Al quarto posto si è classificato il livornese Roberto Tucci, navigato da Monti, autore di una prestazione redditizia che lo ha visto stabilmente tra i protagonisti del vertice. La quinta posizione è stata conquistata dall’esperto pistoiese Stefano Bizzarri, coadiuvato da Angilletta, che ha saputo gestire alcune difficoltà nell’erogazione della potenza del motore della sua Skoda per concludere nel gruppo di testa. La prestazione di Bizzarri rappresenta una nota positiva in vista dei suoi prossimi impegni stagionali sulla montagna pistoiese.

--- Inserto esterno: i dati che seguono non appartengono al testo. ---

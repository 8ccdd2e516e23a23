//! Domain-specific error types for graphsub
//!
//! Errors are grouped by the stage of the event pipeline that raises them,
//! which is also how callers are expected to react to them.
//!
//! # Error Categories
//!
//! - **SchemaError**: schema metadata that cannot back a type resolver (fatal at startup)
//! - **NormalizeError**: raw mutation records the normalizer cannot accept
//! - **SubscribeError**: `where`/selection validation at subscribe time
//! - **TransportError**: delivery failures, treated as an implicit unsubscribe
//! - **EngineError**: the engine façade, wrapping the above
//!
//! # GraphQL Integration
//!
//! When the `graphql` feature is enabled, error types can be converted to GraphQL errors
//! with structured error codes and extensions using the `ToGraphQLError` trait.
//!
//! # Examples
//!
//! ```rust
//! use graphsub::errors::{NormalizeError, SubscribeError};
//!
//! let err = NormalizeError::UnrecognizedOperation("merge".to_string());
//! assert!(err.is_fatal());
//!
//! let err = SubscribeError::UnsupportedOperator {
//!     field: "releasedIn".to_string(),
//!     operator: "CONTAINS".to_string(),
//!     kind: "Int".to_string(),
//! };
//! assert!(err.is_client_error());
//! ```

pub mod common;
pub mod engine;
pub mod normalize;
pub mod schema;
pub mod subscribe;
pub mod transport;

pub use engine::EngineError;
pub use normalize::NormalizeError;
pub use schema::SchemaError;
pub use subscribe::SubscribeError;
pub use transport::TransportError;

#[cfg(feature = "graphql")]
pub use common::ToGraphQLError;

/// Result type alias for schema loading and type registry construction
pub type SchemaResult<T> = Result<T, SchemaError>;

/// Result type alias for raw record normalization
pub type NormalizeResult<T> = Result<T, NormalizeError>;

/// Result type alias for subscribe-time validation
pub type SubscribeResult<T> = Result<T, SubscribeError>;

/// Result type alias for the engine façade
pub type EngineResult<T> = Result<T, EngineError>;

I protagonisti della top ten e le sfide tecniche in Maremma

Il debutto sulla Toyota GR Yaris Rally2 è valso la sesta posizione ad Alessio Santini e Susanna Mazzetti. Il duo ha pagato la scarsa conoscenza della nuova vettura e la lunga assenza dalle gare, non riuscendo mai a impensierire concretamente il podio. Settima piazza per Giacomo Vargiu e Marco Nesti, penalizzati pesantemente da una foratura che ha fatto perdere loro circa 45 secondi, vanificando quanto di buono mostrato nei parziali cronometrici. In ottava posizione hanno concluso gli elbani Francesco Bettini e Luca Acri, rallentati inizialmente da problemi alla frizione prima di ritrovare il giusto ritmo.

Le ultime due posizioni della top ten sono state occupate da Puccetti-Luisotti, autori di una gara solida con la versione precedente della Skoda, e da Fabio Pinelli con Filippo Caturegli. Quest’ultimo ha subito una foratura durante l’ottava prova speciale, perdendo terreno prezioso proprio nelle fasi conclusive della manifestazione. Tra i ritiri eccellenti si segnalano quelli di Lorenzo Sardelli, uscito di strada nella settima prova, ed Emanuel Forieri, fermato da un guasto meccanico alla sua Citroen C3 nelle battute iniziali.

Successi nelle categorie minori e bilancio organizzativo

Nelle categorie a due ruote motrici si è confermata la supremazia dei lucchesi Fanucchi-Olivi su Peugeot 208 Rally4, davanti alla Renault Clio S1600 di Villa-Berni e alla Peugeot di Michele Camarlinghi. La classifica femminile ha visto il successo di Maila Cammilli, navigata dalla figlia Asia Fagni alla sua seconda esperienza in carriera. Tra le vetture storiche, la vittoria è andata alla Opel Kadett GSi di Lombardi-Marchi, che ha preceduto la BMW M3 di Brunero Guarducci e la Peugeot 205 di Scatena-Benedetti.

L’organizzazione curata da MaremmaCorse 2.0 ha festeggiato il traguardo dei cinquant’anni con un incremento degli iscritti del 33% rispetto alla passata edizione, portando al via 110 equipaggi. Un momento di particolare partecipazione ha riguardato la consegna del Memorial “Gianni Mancini”, assegnato a Leopoldo Maestrini e Gioia Boddi come miglior equipaggio grossetano nella prova speciale di Follonica. L’evento ha goduto ancora una volta del supporto di Eni Rewind, confermando il legame profondo tra la competizione e il territorio delle Colline Metallifere.